Novarro said he believes investors "are underestimating J&J's earnings power" and that over the next three years the company can generate annual earnings-per-share growth of almost 10 percent despite the coming patent expirations on Risperdal and Topamax.
Boosts Forecast
In view of the better-than-expected quarterly results, the company slightly raised its full-year 2007 profit forecast to between $4.10 and $4.13 per share.
Third-quarter sales jumped almost 13 percent to $14.97 billion, about $100 million higher than the Reuters Estimates forecast.
Global sales of prescription drugs rose 3.7 percent to $6.1 billion, but would have grown only 1.2 percent if not for positive foreign exchange factors.

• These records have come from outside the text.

//! Selection state: which instances the user has picked.

use crate::document::Document;
use plater_common::{InstanceId, ObjectId};
use serde::{Deserialize, Serialize};
use std::collections::BTreeSet;

#[derive(Debug, Clone, Copy, Default, PartialEq, Eq, Serialize, Deserialize)]
#[serde(rename_all = "snake_case")]
pub enum SelectionMode {
    #[default]
    Instance,
    Volume,
}

#[derive(Debug, Clone, Default, PartialEq, Eq, Serialize, Deserialize)]
pub struct Selection {
    pub mode: SelectionMode,
    items: BTreeSet<(ObjectId, InstanceId)>,
}

impl Selection {
    pub fn new() -> Self {
        Self::default()
    }

    pub fn with_items(items: impl IntoIterator<Item = (ObjectId, InstanceId)>) -> Self {
        Self {
            mode: SelectionMode::Instance,
            items: items.into_iter().collect(),
        }
    }

    pub fn add(&mut self, object: ObjectId, instance: InstanceId) {
        self.items.insert((object, instance));
    }

    pub fn remove(&mut self, object: ObjectId, instance: InstanceId) -> bool {
        self.items.remove(&(object, instance))
    }

    pub fn clear(&mut self) {
        self.items.clear();
    }

    pub fn contains(&self, object: ObjectId, instance: InstanceId) -> bool {
        self.items.contains(&(object, instance))
    }

    pub fn is_empty(&self) -> bool {
        self.items.is_empty()
    }

    pub fn items(&self) -> impl Iterator<Item = &(ObjectId, InstanceId)> {
        self.items.iter()
    }

    /// Distinct objects touched by the selection
    pub fn objects(&self) -> Vec<ObjectId> {
        let set: BTreeSet<ObjectId> = self.items.iter().map(|(o, _)| *o).collect();
        set.into_iter().collect()
    }

    /// Drop items whose object or instance no longer exists.
    pub fn prune(&mut self, doc: &Document) -> bool {
        let before = self.items.len();
        self.items.retain(|(object, instance)| {
            doc.object(*object)
                .map_or(false, |o| o.instance(*instance).is_some())
        });
        self.items.len() != before
    }
}
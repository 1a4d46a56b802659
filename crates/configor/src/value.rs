//! tree representation
//!
//! Every source is turned into a [serde_yaml::Value] tree before it reaches the
//! target type:
//! - files are decoded (whatever their format) into a tree
//! - trees of consecutive files are combined with [deep_merge]
//! - environment variables and defaults are written into the combined tree
//! - the final tree is deserialized into the configuration struct
//!
//! A node is considered *zero* when it would deserialize to the zero value of
//! its field: absent, `null`, `false`, `0`, `""`, an empty sequence or a
//! mapping with only zero values.
use serde_yaml::{Mapping, Value};

pub trait ValueExt {
    fn is_zero(&self) -> bool;
}

impl ValueExt for Value {
    fn is_zero(&self) -> bool {
        match self {
            Value::Null => true,
            Value::Bool(value) => !value,
            Value::Number(number) => number.as_f64() == Some(0.0),
            Value::String(value) => value.is_empty(),
            Value::Sequence(values) => values.is_empty(),
            Value::Mapping(mapping) => mapping.values().all(ValueExt::is_zero),
            Value::Tagged(tagged) => tagged.value.is_zero(),
        }
    }
}

/// Merges `overlay` into `base`
///
/// - mappings are merged key by key, recursively
/// - a `null` overlay keeps the base (nothing was specified)
/// - everything else, sequences included, is replaced by the overlay
pub fn deep_merge(base: Value, overlay: Value) -> Value {
    match (base, overlay) {
        (Value::Mapping(mut base_mapping), Value::Mapping(overlay_mapping)) => {
            merge_mapping(&mut base_mapping, overlay_mapping);
            Value::Mapping(base_mapping)
        }
        (base, Value::Null) => base,
        (_, overlay) => overlay,
    }
}

/// [deep_merge] for two mappings, in place
pub fn merge_mapping(base: &mut Mapping, overlay: Mapping) {
    for (key, overlay_value) in overlay {
        match base.get_mut(&key) {
            Some(base_value) => {
                let merged = deep_merge(std::mem::replace(base_value, Value::Null), overlay_value);
                *base_value = merged;
            }
            None => {
                base.insert(key, overlay_value);
            }
        }
    }
}

/// Human readable form of a mapping key
pub fn key_to_string(key: &Value) -> String {
    match key {
        Value::String(key) => key.clone(),
        Value::Number(number) => number.to_string(),
        Value::Bool(value) => value.to_string(),
        other => format!("{other:?}"),
    }
}

/// An empty mapping node
pub fn empty() -> Value {
    Value::Mapping(Mapping::new())
}

#[cfg(test)]
mod test {
    use super::*;
    use pretty_assertions::assert_eq;

    fn yaml(text: &str) -> Value {
        serde_yaml::from_str(text).unwrap()
    }

    #[test]
    fn zero_values() {
        for text in ["~", "false", "0", "0.0", "''", "[]", "{}", "a: ''\nb: {c: 0}"] {
            assert!(yaml(text).is_zero(), "{text} must be zero");
        }

        for text in ["true", "1", "x", "[0]", "a: 1"] {
            assert!(!yaml(text).is_zero(), "{text} must not be zero");
        }
    }

    #[test]
    fn merge_nested_mappings() {
        let base = yaml("server: {host: localhost, port: 8080}\ndebug: true");
        let overlay = yaml("server: {port: 9000}");

        assert_eq!(
            deep_merge(base, overlay),
            yaml("server: {host: localhost, port: 9000}\ndebug: true")
        );
    }

    #[test]
    fn merge_replaces_sequences() {
        let base = yaml("hosts: [a, b]");
        let overlay = yaml("hosts: [c]");

        assert_eq!(deep_merge(base, overlay), yaml("hosts: [c]"));
    }

    #[test]
    fn merge_keeps_base_on_null() {
        let base = yaml("name: base\nport: 1");
        let overlay = yaml("name: ~\nport: 2");

        assert_eq!(deep_merge(base, overlay), yaml("name: base\nport: 2"));
    }
}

Procrit sales plunged 27 percent to $380 million, hurt by studies showing that overly high doses of such anemia drugs can increase the risk of death among some patients.
A number of other J&J drugs lost ground due to competition from cheaper generics, including its Duragesic pain patch, whose sales fell 23 percent to $107 million.

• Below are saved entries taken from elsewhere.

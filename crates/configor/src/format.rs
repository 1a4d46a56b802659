//! decoding of configuration files
//!
//! Supported formats are json, yaml and toml. The format of a file is taken
//! from its extension. Files without a known extension are tried as toml, then
//! json, then yaml. See [decode] for how failures during that search are
//! treated.
use crate::error::{DecodeError, UnmatchedKeysError};
use crate::schema::{Configurable, Field, Kind};
use crate::value::{self, key_to_string};
use serde_yaml::{Mapping, Value};
use std::path::Path;

#[derive(Debug, Clone, Copy, PartialEq, Eq)]
pub enum Format {
    Json,
    Yaml,
    Toml,
}

impl Format {
    /// Order in which formats are tried for files without a known extension
    pub const FALLBACK_ORDER: [Format; 3] = [Format::Toml, Format::Json, Format::Yaml];

    pub fn from_path(path: &Path) -> Option<Self> {
        match path.extension()?.to_str()? {
            "yaml" | "yml" => Some(Format::Yaml),
            "toml" => Some(Format::Toml),
            "json" => Some(Format::Json),
            _ => None,
        }
    }

    /// Parses a document into a tree with a mapping at its root
    pub fn parse(self, text: &str) -> Result<Value, DecodeError> {
        let document: Value = match self {
            Format::Json => serde_json::from_str(text)?,
            Format::Yaml => serde_yaml::from_str(text)?,
            Format::Toml => from_toml(toml::Value::Table(toml::from_str(text)?)),
        };

        match document {
            Value::Null => Ok(value::empty()),
            Value::Mapping(_) => Ok(document),
            _ => Err(DecodeError::NotAMapping(self)),
        }
    }
}

impl std::fmt::Display for Format {
    fn fmt(&self, f: &mut std::fmt::Formatter<'_>) -> std::fmt::Result {
        match self {
            Format::Json => f.write_str("json"),
            Format::Yaml => f.write_str("yaml"),
            Format::Toml => f.write_str("toml"),
        }
    }
}

/// Decodes a document for target `T`
///
/// With `strict` set, keys the target does not declare are reported as
/// [DecodeError::UnmatchedKeys]. Plain values are read as the type of their
/// field, see [conform].
///
/// Without a `format` the fallback search runs: a toml or json document that
/// does not parse moves on to the next format, while unmatched keys in a
/// document that did parse end the search. yaml is tried last; if it does not
/// parse either the search fails with [DecodeError::Unrecognized].
pub fn decode<T: Configurable>(
    text: &str,
    format: Option<Format>,
    strict: bool,
) -> Result<Value, DecodeError> {
    let fields = T::fields();
    let mut document = decode_with(text, format, strict.then_some(fields.as_slice()))?;
    conform(&mut document, &fields)?;
    Ok(document)
}

/// Decodes a document without checking its keys
pub fn decode_untyped(text: &str, format: Option<Format>) -> Result<Value, DecodeError> {
    decode_with(text, format, None)
}

fn decode_with(
    text: &str,
    format: Option<Format>,
    fields: Option<&[Field]>,
) -> Result<Value, DecodeError> {
    let check = |document: Value| match fields {
        Some(fields) => ensure_matched(document, fields),
        None => Ok(document),
    };

    if let Some(format) = format {
        return check(format.parse(text)?);
    }

    for format in Format::FALLBACK_ORDER {
        match format.parse(text) {
            Ok(document) => return check(document),
            Err(err) if format == Format::Yaml => {
                tracing::trace!(%format, error = %err, "no format matched");
                return Err(DecodeError::Unrecognized);
            }
            Err(err) => tracing::trace!(%format, error = %err, "not a match"),
        }
    }

    Err(DecodeError::Unrecognized)
}

fn ensure_matched(document: Value, fields: &[Field]) -> Result<Value, DecodeError> {
    let keys = unmatched_keys(&document, fields);
    if keys.is_empty() {
        Ok(document)
    } else {
        Err(UnmatchedKeysError::new(keys).into())
    }
}

/// Paths of all keys in `document` that no field declares
///
/// Paths are dotted, sequence elements are addressed by their index
/// (`Contacts.0.Phone`). Fields of kind [Kind::Scalar] are not inspected.
pub fn unmatched_keys(document: &Value, fields: &[Field]) -> Vec<String> {
    let mut keys = vec![];
    if let Value::Mapping(mapping) = document {
        collect_unmatched(mapping, fields, "", &mut keys);
    }
    keys
}

fn collect_unmatched(mapping: &Mapping, fields: &[Field], path: &str, keys: &mut Vec<String>) {
    let declared = declared_fields(fields);

    for (key, value) in mapping {
        let key = key_to_string(key);
        let key_path = if path.is_empty() {
            key.clone()
        } else {
            format!("{path}.{key}")
        };

        let Some(field) = declared.iter().find(|field| field.key() == key) else {
            keys.push(key_path);
            continue;
        };

        match (field.kind(), value) {
            (Kind::Record(nested) | Kind::Pointer(nested), Value::Mapping(mapping)) => {
                collect_unmatched(mapping, &nested(), &key_path, keys)
            }
            (Kind::Sequence(nested, _), Value::Sequence(elements)) => {
                let nested = nested();
                for (index, element) in elements.iter().enumerate() {
                    if let Value::Mapping(mapping) = element {
                        collect_unmatched(mapping, &nested, &format!("{key_path}.{index}"), keys);
                    }
                }
            }
            _ => {}
        }
    }
}

/// Re-reads every plain value in `document` as the type of its field
///
/// Documents are parsed without knowing the target, so an unquoted `1.0` in
/// yaml is a number even when its field holds text. Each value of a
/// [Kind::Scalar] field is rendered back to yaml and parsed by the field.
/// Values that do not fit their field fail with [DecodeError::InvalidValue].
pub fn conform(document: &mut Value, fields: &[Field]) -> Result<(), DecodeError> {
    if let Value::Mapping(mapping) = document {
        conform_mapping(mapping, fields, "")?;
    }
    Ok(())
}

fn conform_mapping(mapping: &mut Mapping, fields: &[Field], path: &str) -> Result<(), DecodeError> {
    for field in declared_fields(fields) {
        let Some(node) = mapping.get_mut(field.key()) else {
            continue;
        };
        if node.is_null() {
            continue;
        }

        let key_path = if path.is_empty() {
            field.key().to_string()
        } else {
            format!("{path}.{}", field.key())
        };

        match (field.kind(), node) {
            (Kind::Scalar(parse), node) => {
                let typed = serde_yaml::to_string(&*node).and_then(|text| parse(&text));
                *node = typed.map_err(|source| DecodeError::InvalidValue {
                    key: key_path,
                    source,
                })?;
            }
            (Kind::Record(nested) | Kind::Pointer(nested), Value::Mapping(nested_mapping)) => {
                conform_mapping(nested_mapping, &nested(), &key_path)?
            }
            (Kind::Sequence(nested, _), Value::Sequence(elements)) => {
                let nested = nested();
                for (index, element) in elements.iter_mut().enumerate() {
                    if let Value::Mapping(element_mapping) = element {
                        conform_mapping(element_mapping, &nested, &format!("{key_path}.{index}"))?;
                    }
                }
            }
            _ => {}
        }
    }

    Ok(())
}

/// toml values as tree nodes, datetimes become their rfc 3339 text
fn from_toml(value: toml::Value) -> Value {
    match value {
        toml::Value::String(text) => Value::String(text),
        toml::Value::Integer(number) => Value::Number(number.into()),
        toml::Value::Float(number) => Value::Number(number.into()),
        toml::Value::Boolean(flag) => Value::Bool(flag),
        toml::Value::Datetime(datetime) => Value::String(datetime.to_string()),
        toml::Value::Array(values) => Value::Sequence(values.into_iter().map(from_toml).collect()),
        toml::Value::Table(table) => Value::Mapping(
            table
                .into_iter()
                .map(|(key, value)| (Value::String(key), from_toml(value)))
                .collect(),
        ),
    }
}

/// Fields addressable by key, with embedded structs flattened
fn declared_fields(fields: &[Field]) -> Vec<Field> {
    let mut declared = vec![];
    for field in fields {
        match (field.is_embedded(), field.kind().fields()) {
            (true, Some(nested)) => declared.extend(declared_fields(&nested())),
            _ => declared.push(field.clone()),
        }
    }
    declared
}

#[cfg(test)]
mod test {
    use super::*;
    use pretty_assertions::assert_eq;
    use serde::{Deserialize, Serialize};

    #[derive(Debug, Default, Serialize, Deserialize)]
    #[serde(default)]
    struct Named {
        #[serde(rename = "Name")]
        name: String,
    }

    impl Configurable for Named {
        fn fields() -> Vec<Field> {
            vec![Field::scalar::<String>("Name")]
        }
    }

    const TOML: &str = "Name = \"test\"\nTest = \"ATest\"\n";
    const JSON: &str = r#"{"Name": "test", "Test": "ATest"}"#;
    const YAML: &str = "Name: test\nTest: ATest\n";

    #[test]
    fn format_from_extension() {
        assert_eq!(Format::from_path(Path::new("a.yml")), Some(Format::Yaml));
        assert_eq!(Format::from_path(Path::new("a.yaml")), Some(Format::Yaml));
        assert_eq!(Format::from_path(Path::new("a.toml")), Some(Format::Toml));
        assert_eq!(Format::from_path(Path::new("a.json")), Some(Format::Json));
        assert_eq!(Format::from_path(Path::new("config")), None);
        assert_eq!(Format::from_path(Path::new("config.toml12345")), None);
    }

    #[test]
    fn lenient_decoding_ignores_unknown_keys() {
        for (text, format) in [(TOML, Format::Toml), (JSON, Format::Json), (YAML, Format::Yaml)] {
            assert!(decode::<Named>(text, Some(format), false).is_ok());
            assert!(decode::<Named>(text, None, false).is_ok());
        }
    }

    #[test]
    fn strict_decoding_reports_unknown_keys() {
        for (text, format) in [(TOML, Some(Format::Toml)), (JSON, None), (YAML, None)] {
            let err = decode::<Named>(text, format, true).expect_err("must error");
            let DecodeError::UnmatchedKeys(err) = err else {
                panic!("expected unmatched keys, got {err:?}");
            };
            assert_eq!(err.keys(), &["Test".to_string()]);
        }
    }

    #[test]
    fn fallback_tries_toml_then_json_then_yaml() {
        let toml = decode_untyped("a = 1", None).unwrap();
        let json = decode_untyped(r#"{"a": [1, 2]}"#, None).unwrap();
        let yaml = decode_untyped("a:\n  - 1\n", None).unwrap();

        assert_eq!(toml.get("a").and_then(Value::as_i64), Some(1));
        assert_eq!(json, serde_yaml::from_str::<Value>("a: [1, 2]").unwrap());
        assert_eq!(yaml, serde_yaml::from_str::<Value>("a: [1]").unwrap());
    }

    #[test]
    fn fallback_gives_up_after_yaml() {
        let err = decode_untyped("a: [unclosed", None).expect_err("must error");
        assert!(matches!(err, DecodeError::Unrecognized));
    }

    #[test]
    fn root_must_be_a_mapping() {
        let err = Format::Json.parse("[1, 2]").expect_err("must error");
        assert!(matches!(err, DecodeError::NotAMapping(Format::Json)));

        assert_eq!(Format::Yaml.parse("").unwrap(), value::empty());
    }

    #[test]
    fn plain_values_take_the_type_of_their_field() {
        let document = decode::<Named>("Name: 123\n", Some(Format::Yaml), false).unwrap();
        assert_eq!(document, serde_yaml::from_str::<Value>("Name: '123'").unwrap());

        let document = decode::<Named>("Name = 1.0\n", None, false).unwrap();
        assert_eq!(document.get("Name").and_then(Value::as_str), Some("1.0"));
    }

    #[test]
    fn toml_datetimes_are_text() {
        let document = decode::<Named>("Name = 1979-05-27T07:32:00Z\n", Some(Format::Toml), false).unwrap();
        assert_eq!(document.get("Name").and_then(Value::as_str), Some("1979-05-27T07:32:00Z"));
    }

    #[test]
    fn values_that_do_not_fit_their_field() {
        #[derive(Debug, Default, Serialize, Deserialize)]
        #[serde(default)]
        struct Server {
            #[serde(rename = "Port")]
            port: u16,
        }

        impl Configurable for Server {
            fn fields() -> Vec<Field> {
                vec![Field::scalar::<u16>("Port")]
            }
        }

        #[derive(Debug, Default, Serialize, Deserialize)]
        #[serde(default)]
        struct Servers {
            #[serde(rename = "Servers")]
            servers: Vec<Server>,
        }

        impl Configurable for Servers {
            fn fields() -> Vec<Field> {
                vec![Field::sequence::<Server>("Servers")]
            }
        }

        let err = decode::<Servers>("Servers: [{Port: 80}, {Port: http}]", Some(Format::Yaml), false)
            .expect_err("must error");
        assert!(matches!(err, DecodeError::InvalidValue { key, .. } if key == "Servers.1.Port"));
    }

    #[test]
    fn unmatched_keys_are_reported_with_their_path() {
        #[derive(Debug, Default, Serialize, Deserialize)]
        #[serde(default)]
        struct Outer {
            #[serde(rename = "Inner")]
            inner: Named,
            #[serde(rename = "List")]
            list: Vec<Named>,
        }

        impl Configurable for Outer {
            fn fields() -> Vec<Field> {
                vec![
                    Field::record::<Named>("Inner"),
                    Field::sequence::<Named>("List"),
                ]
            }
        }

        let document = Format::Yaml
            .parse("Inner: {Name: a, Extra: 1}\nList: [{Name: b}, {Other: c}]\nTop: 1")
            .unwrap();

        assert_eq!(
            unmatched_keys(&document, &Outer::fields()),
            vec!["Inner.Extra", "List.1.Other", "Top"]
        );
    }
}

But Topamax revenue jumped 14 percent to $498 million, while Remicade rose 7.5 percent to $648 million.
Sales of medical devices and diagnostics rose 6 percent to $5.2 billion, with sharply higher demand for J&J's disposable contact lenses, blood glucose monitoring and insulin delivery devices, orthopedic devices and products used in minimally invasive surgery.
But U.S. sales of the company's drug-coated Cypher stent fell more than 40 percent amid lingering concerns that such devices can increase the long-term risk of blood clots that cause heart attacks, and plunged by a similar magnitude overseas amid growing competition from rival products.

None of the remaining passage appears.